После моего первого вызова в команду мастеров, отец обратил мое
внимание на важность многих других деталей, например, правильного
питания.
— Он также заставлял вас работать над мускулатурой, используя небольшие
гантели.
— С пятнадцати лет я тренировался с профессионалами, но до этого
со мной работал папа. Мне нужно было улучшать физические данные,
и он построил тренажерный зал в нашем доме. Каждое лето, перед началом
сборов, две недели я проводил там.
— 25 июня 1995-го года вы с радостью покинули Аргентину, чтобы отправиться
во Францию. Без малейшего сожаления?
— Без, потому что изо всех сил хотел уехать. Для меня это был замечательный
шанс. Тогда я постоянно думал о чемпионате мира 1998-го года в Мексике,
Мишеле Платини и майке сборной. К тому же отец провел два отличных
сезона в составе «Руана» (прим. Жорж Трезеге, центральный защитник,
подписал контракт с «Руаном» в 1976-м. Давид родился в Руане, но
спустя два года оказался в Аргентине). В аэропорту я был так счастлив,
что не замечал грусти на лицах близких. Мне очень хотелось скорее
оказаться на борту самолета. Что-то толкало меня вперед, мне сложно
объяснить это ощущение.
— Это можно назвать «Божьим промыслом», ведь вы уже тогда были верующим
человеком.
— Да, это было что-то религиозного порядка. И чем старше я становлюсь,
тем больше понимаю, что судьба каждого предначертана. Я ехал во
Францию побеждать (прим. В 8 лет Давид сказал отцу: «Я буду играть
за сборную Франции и стану чемпионом мира»). Я не спрашивал себя:
«Что я буду делать, если ничего не получится?». Нет! Я знал, что
меня ждет безоблачное будущее. Понятия «может быть» для меня не
существовало.
— А между тем просмотр в ПСЖ подписанием контракта не завершился.

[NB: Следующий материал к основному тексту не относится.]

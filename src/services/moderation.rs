//! Conversation status state machine and its append-only audit log.
//!
//! DELETED is terminal. Self-transitions are permitted no-ops and leave no
//! audit record. Everything else follows the transition table in
//! `transition_allowed`.

use crate::error::{ChatError, ChatResult};
use crate::models::conversation::{ConversationStatus, ModerationAction};
use crate::models::Actor;
use tokio::sync::RwLock;
use uuid::Uuid;

/// Outcome of a legality check.
#[derive(Debug, Clone, Copy, PartialEq, Eq)]
pub enum Transition {
    /// Same-status transition; succeed without doing anything.
    NoOp,
    /// Legal move; the caller should apply it and record the action.
    Apply,
}

#[derive(Default)]
pub struct ModerationEngine {
    log: RwLock<Vec<ModerationAction>>,
}

impl ModerationEngine {
    pub fn new() -> Self {
        Self::default()
    }

    pub fn transition_allowed(from: ConversationStatus, to: ConversationStatus) -> bool {
        use ConversationStatus::*;
        if from == to {
            return true;
        }
        matches!(
            (from, to),
            (Active, Muted)
                | (Muted, Active)
                | (Active, Archived)
                | (Active, Resolved)
                | (Muted, Archived)
                | (Muted, Resolved)
                | (Resolved, Active)
                | (Active, Deleted)
                | (Archived, Deleted)
                | (Muted, Deleted)
                | (Resolved, Deleted)
        )
    }

    pub fn check(
        &self,
        from: ConversationStatus,
        to: ConversationStatus,
    ) -> ChatResult<Transition> {
        if from == to {
            return Ok(Transition::NoOp);
        }
        if Self::transition_allowed(from, to) {
            Ok(Transition::Apply)
        } else {
            Err(ChatError::InvalidStateTransition { from, to })
        }
    }

    /// Appends an executed transition to the audit log. The log is
    /// append-only; nothing ever mutates or removes entries.
    pub async fn record(&self, action: ModerationAction) {
        tracing::info!(
            conversation_id = %action.conversation_id,
            actor_id = %action.actor_id,
            from = %action.from_status,
            to = %action.to_status,
            "moderation transition recorded"
        );
        self.log.write().await.push(action);
    }

    /// The audit trail for a conversation, admin-capability actors only.
    /// Persists even for DELETED conversations.
    pub async fn audit_log(
        &self,
        conversation_id: Uuid,
        actor: Actor,
    ) -> ChatResult<Vec<ModerationAction>> {
        if !actor.admin {
            return Err(ChatError::PermissionDenied(format!(
                "actor {} may not read the audit log of conversation {conversation_id}",
                actor.id
            )));
        }
        let guard = self.log.read().await;
        Ok(guard
            .iter()
            .filter(|a| a.conversation_id == conversation_id)
            .cloned()
            .collect())
    }
}
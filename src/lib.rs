pub mod channel;
pub mod config;
pub mod error;
pub mod logging;
pub mod models;
pub mod services;
pub mod state;

pub use config::Config;
pub use error::{ChatError, ChatResult};
pub use state::ChatCore;
//! HTTP server and graceful shutdown.
//!
//! On SIGTERM or Ctrl-C the server:
//! 1. Stops `listener.accept()`, so no new connections are made.
//! 2. Lets every in-flight connection task run to completion.
//! 3. Returns from [`Server::serve`], which lets `main` exit cleanly.
//!
//! Each request on a connection is its own execution unit: the router gives
//! it a fresh context scope, so keep-alive connections and HTTP/2 streams
//! never share a user context.

use std::convert::Infallible;
use std::future::Future;
use std::net::SocketAddr;
use std::sync::Arc;

use bytes::Bytes;
use http_body_util::{BodyExt, Full};
use hyper::body::Incoming;
use hyper::service::service_fn;
use hyper_util::rt::{TokioExecutor, TokioIo};
use hyper_util::server::conn::auto::Builder as ConnBuilder;
use tokio::net::TcpListener;
use tracing::{error, info, warn};

use crate::error::Error;
use crate::response::Response;
use crate::router::Router;
use crate::status::Status;

enum Bind {
    Addr(SocketAddr),
    Listener(TcpListener),
}

/// The HTTP server.
pub struct Server {
    bind: Bind,
}

impl Server {
    /// Configures the server to bind to `addr` when [`serve`](Server::serve)
    /// is called.
    ///
    /// ```rust
    /// use bizshop::Server;
    ///
    /// assert!(Server::bind("0.0.0.0:3000").is_ok());
    /// assert!(Server::bind("not an address").is_err());
    /// ```
    pub fn bind(addr: &str) -> Result<Self, Error> {
        let addr: SocketAddr = addr
            .parse()
            .map_err(|_| Error::InvalidAddress(addr.to_owned()))?;
        Ok(Self { bind: Bind::Addr(addr) })
    }

    /// Serves on an already-bound listener (e.g. one bound to port 0).
    pub fn from_listener(listener: TcpListener) -> Self {
        Self { bind: Bind::Listener(listener) }
    }

    /// Starts accepting connections and dispatching them through `router`.
    ///
    /// Returns only after a full graceful shutdown (SIGTERM or Ctrl-C,
    /// followed by all in-flight requests completing).
    pub async fn serve(self, router: Router) -> Result<(), Error> {
        self.serve_with_shutdown(router, shutdown_signal()).await
    }

    /// Like [`serve`](Server::serve), but stops when `signal` resolves.
    pub async fn serve_with_shutdown<S>(self, router: Router, signal: S) -> Result<(), Error>
    where
        S: Future<Output = ()>,
    {
        let listener = match self.bind {
            Bind::Addr(addr) => TcpListener::bind(addr).await?,
            Bind::Listener(listener) => listener,
        };

        let router = Arc::new(router);
        info!(addr = %listener.local_addr()?, "bizshop listening");

        let mut tasks = tokio::task::JoinSet::new();
        tokio::pin!(signal);

        loop {
            tokio::select! {
                // Check shutdown first so a SIGTERM stops accepting at once,
                // even with connections queued.
                biased;

                () = &mut signal => {
                    info!(in_flight = tasks.len(), "shutdown signal received, draining connections");
                    break;
                }

                res = listener.accept() => {
                    let (stream, remote_addr) = match res {
                        Ok(v) => v,
                        Err(e) => {
                            error!("accept error: {e}");
                            continue;
                        }
                    };

                    let router = Arc::clone(&router);
                    let io = TokioIo::new(stream);

                    tasks.spawn(async move {
                        // Called once per request, not once per connection.
                        let svc = service_fn(move |req| {
                            let router = Arc::clone(&router);
                            async move { dispatch(&router, req, remote_addr).await }
                        });

                        // With half-close, a client that shuts down its write
                        // side after a truncated body still gets its 400.
                        let mut conn = ConnBuilder::new(TokioExecutor::new());
                        conn.http1().half_close(true);

                        if let Err(e) = conn.serve_connection(io, svc).await {
                            error!(peer = %remote_addr, "connection error: {e}");
                        }
                    });
                }

                // Reap finished connection tasks so the set stays bounded.
                Some(_) = tasks.join_next(), if !tasks.is_empty() => {}
            }
        }

        while tasks.join_next().await.is_some() {}

        info!("bizshop stopped");
        Ok(())
    }
}

// ── Request dispatch ──────────────────────────────────────────────────────────

/// Buffers the body and hands the request to the router.
///
/// Infallible towards hyper: every failure becomes a response.
async fn dispatch(
    router: &Router,
    req: hyper::Request<Incoming>,
    remote_addr: SocketAddr,
) -> Result<http::Response<Full<Bytes>>, Infallible> {
    let (parts, body) = req.into_parts();

    let body = match body.collect().await {
        Ok(collected) => collected.to_bytes(),
        Err(e) => {
            warn!(peer = %remote_addr, "failed to read request body: {e}");
            return Ok(Response::status(Status::BadRequest).into_http());
        }
    };

    let response = router.call(http::Request::from_parts(parts, body)).await;
    Ok(response.into_http())
}

// ── Shutdown signal ───────────────────────────────────────────────────────────

/// Resolves on the first SIGTERM or SIGINT (Ctrl-C). Only Ctrl-C on Windows.
///
/// If a handler cannot be installed, that signal is ignored and logged.
async fn shutdown_signal() {
    let ctrl_c = async {
        if let Err(e) = tokio::signal::ctrl_c().await {
            error!("failed to install Ctrl-C handler: {e}");
            std::future::pending::<()>().await;
        }
    };

    #[cfg(unix)]
    let sigterm = async {
        match tokio::signal::unix::signal(tokio::signal::unix::SignalKind::terminate()) {
            Ok(mut sig) => { sig.recv().await; }
            Err(e) => {
                error!("failed to install SIGTERM handler: {e}");
                std::future::pending::<()>().await;
            }
        }
    };

    #[cfg(not(unix))]
    let sigterm = std::future::pending::<()>();

    tokio::select! {
        () = ctrl_c  => info!("received Ctrl-C"),
        () = sigterm => info!("received SIGTERM"),
    }
}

— «Пари Сен-Жермен» был моей мечтой! Во время просмотра Луис Фернандес
мне сказал: «Давид, ты останешься в команде». Единственное, чего
я хотел — чтобы контракт предусматривал квартиру для моей семьи
и зарплату в 15 тысяч франков (прим. ориентировочно 3 тысячи евро).
В общем-то, мы нашли общий язык, но мои требования удовлетворены
не были. Два дня спустя мне пришлось уехать в Монако. До сих пор
мне не ясно, что же произошло. Может быть, когда-нибудь я узнаю,
в чем было дело.
— Видимо, вам было предначертано оказаться в «Монако» и познакомиться
с Тьерри Анри.
— Да, вот она судьба! «Монако» был, конечно, менее популярен, чем
ПСЖ, но там меня ждали профессионализм, Сонни Андерсон и Тьерри
Анри. Он стал для меня первым настоящим другом и поддержкой. Для
нас обоих период в «Монако» оказался замечательным. Мы до сих пор
очень сильно дружим. При этом мы подталкивали друг друга наверх,
ведь между нами, конечно же, было соревнование. Как между Роналду
и Месси… Чтобы быть на вершине, они оба нуждаются друг в друге.
— Вы всегда очень тепло отзывались об Эме Жаке.
— Это единственный тренер, который разговаривал с нами простым языком
и при этом никогда не повышал голос. Он любил беседовать со своими
игроками и умел подстраиваться под них, сколько бы лет им не было
— двадцать или тридцать. Жаке понимал, как и с кем говорить. За
него мы стояли горой. Между Эме и нами была настоящая любовь.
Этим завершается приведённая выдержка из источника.